Minnesota on Wednesday reported its highest single-day COVID-19 death count since July 2 and its lowest two-day trend since June 30 of new infections with the coronavirus that causes the disease.
Health officials warned that neither conflicting milestone is a positive or negative indicator of the course of the pandemic — now in its sixth month in Minnesota.
"In order to really evaluate meaningful trends, you need many more days' worth of data," said Kris Ehresmann, state infectious disease director. "So we continue to celebrate every day with lower case numbers. But in order to really feel good, we would want to see sustained reductions over many days."
Given the unsettled nature of the pandemic, Gov.
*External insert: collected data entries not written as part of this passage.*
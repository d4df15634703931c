use std::process::ExitCode;

use plaza_engine::run_app;
use tracing::error;

use super::bootstrap::AppWiring;

pub(crate) fn run(app: AppWiring) -> ExitCode {
    if let Err(err) = run_app(app.config, app.session, app.scene) {
        error!(error = %err, "run_failed");
        return ExitCode::FAILURE;
    }

    ExitCode::SUCCESS
}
Tim Walz signed an executive order Wednesday extending through Sept. 11 his peacetime emergency powers, which he used earlier this year to impose a 51-day statewide shutdown and this summer to require indoor mask-wearing to reduce viral exposure.
"We are still in the midst of this," Walz said.
Despite criticism from Republican opponents that he has overextended and overused these powers, Walz said most other states have similar orders in place. Some conservative states such as Texas have used them to impose even more restrictions than are in place in Minnesota at the moment. Cancellations of fall football by the Big Ten and the Minnesota State High School League reflect continued risks.
"I wished that the nation would have done things differently in March, April, May and June, July," the governor added, "so that we can talk about return to normalcy and football. But wishing is not a plan."
The state has reported a total of 62,303 infections in the pandemic, including 55,855 people who have recovered, but also 1,678 deaths. The toll included 12 COVID-19 deaths reported on Wednesday — the first double-digit total in more than one month.